Si, è vero. É un altro dei vantaggi dell’utilizzo di questa tecnica rivoluzionaria. Con il classico intervento chirurgico l’incidenza di infezioni risulta essere molto più elevata. Utilizzando la tecnica mini-invasiva del Prof. Perito, si riescono a codificare delle manovre “tecniche” che poche persone al mondo conoscono e che rendono l’impianto della protesi peniena estremamente agevole, senza il rischio di creare sanguinamento post-intervento e quindi senza il rischio di ematomi, che rappresentano la vera fonte di infezioni del dispositivo. Con questa tecnica mini-invasiva, lavoriamo in uno spazio ridotto e solo una perfetta conoscenza dell’anatomia e delle manovre da effettuare permette un ottimo risultato che si mantiene tale anche nel tempo.

Quando si può riprendere l’attività sessuale?

In passato, l’incisione chirurgica veniva eseguita tra il pene e lo scroto, e questo provocava un notevole fastidio al paziente nel post operatorio rallentando l’attivazione del sistema a oltre un mese dall’intervento. Con la nuova tecnica mini-invasiva, i tempi di ripresa si accorciano notevolmente e già dopo una settimana dall’intervento l’impianto può essere attivato e l’attività sessuale può iniziare a un mese di distanza.

Dove ci si può rivolgere per una visita e un consulto preliminare sull’opportunità di inserire una protesi peniena?

Il nostro centro è a Roma e siamo gli unici ad essere abilitati dalla “casa madre” di Miami all’impianto mini-invasivo. I nostri contatti sono facilmente reperibili on-line. Abbiamo inoltre collaborazioni professionali aperte a Madrid, Londra e nel centro-America dove svolgiamo attività chirurgica di tutoraggio per l’impianto delle protesi al pene.

Il suo staff prepara il paziente anche dal punto di vista emotivo e psicologico?

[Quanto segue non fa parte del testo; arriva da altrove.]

use thiserror::Error;

#[derive(Error, Debug)]
pub enum ClassifyError {
    #[error("l2 cache error: {0}")]
    L2Cache(String),

    #[error("llm request error: {0}")]
    Llm(String),

    #[error("llm request timed out")]
    LlmTimeout,
}

pub type Result<T> = std::result::Result<T, ClassifyError>;
//! Shared domain types for the alert-history core:
//! - Alert / Classification (§3, §4.B, §4.E)
//! - Silence / Matcher (§3, §4.D)
//! - Receiver / dispatch configs (§3, §4.F, §4.G)
//! - PublishingAttempt (§3, §4.G)
//! - RetryPolicy, shared by the Pool Façade and Publishing Fanout (§4.A, §4.G)
//! - fingerprint computation (§4.H.1)
//! - logging initialization

pub mod alert;
pub mod fingerprint;
pub mod logging;
pub mod publishing;
pub mod receiver;
pub mod retry;
pub mod silence;

pub use alert::{Alert, AlertStatus, Classification, ClassificationSource, Severity};
pub use fingerprint::fingerprint;
pub use publishing::{AttemptStatus, PublishingAttempt};
pub use receiver::{
    ChatConfig, DispatchConfig, EmailConfig, HttpConfigOptions, IncidentConfig, Receiver,
    TargetType, TlsConfig, WebhookConfig,
};
pub use retry::{RetryPolicy, TransientErrorKind};
pub use silence::{Matcher, MatcherType, Silence, SilenceStatus};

La tipologia di disturbo della sfera sessuale rende il paziente con disfunzione erettile particolarmente delicato e bisognoso di un sostegno psicologico ed emozionale. Per questo, insieme a uno staff mirato, abbiamo creato un Servizio di accoglienza completamente dedicato al paziente, che prevede oltre alla semplice organizzazione logistica delle fasi di preparazione all’intervento e a tutto il decorso post-operatorio, anche un vero e proprio supporto psicologico ed emozionale per il paziente ed eventualmente per la coppia. È un vero e proprio percorso prima, durante e dopo l’intervento in cui il paziente viene accompagnato e sostenuto. Si tratta spesso di uomini che convivono in silenzio con il dominante squilibrio tra un deficit – apparentemente irrisolvibile – di cui hanno difficoltà a parlare – e il desiderio represso di continuare a vivere pienamente tutti i piaceri che derivano da una sana vita sessuale. Un disturbo che parte dall’uomo, è vero – portandolo anche a momenti di depressione, ma che inevitabilmente coinvolge la coppia e spesso ne mette perfino in crisi la relazione. Ed è proprio a questi uomini “senza piacere dell’oggi e senza passione nel domani” che siamo preparati a rivolgerci a tutto tondo, in modo professionale, con un approccio chirurgico all’avanguardia ma che non dimentica gli aspetti umani e psicologici, altrettanto importanti. Negli ultimi anni abbiamo anche istituito con successo dei gruppi di auto-aiuto con il contributo di ex pazienti che quindi hanno già provato la stessa situazione e si rendono disponibili a raccontare il loro vissuto e a condividere l’esperienza dell’impianto protesico. Abbiamo notato che questa iniziativa è molto motivante per entrambe le parti: dà grande coraggio e rafforza le convinzioni sulla validità dell’intervento. Penso che anche questo aspetto sia parte del successo di questo approccio mini-invasivo. Mettere a proprio agio il paziente, farlo sentire compreso e dargli un’opportunità di rinascita. Tutto questo significa per noi il giorno dell’impianto protesico ad un “nostro” paziente.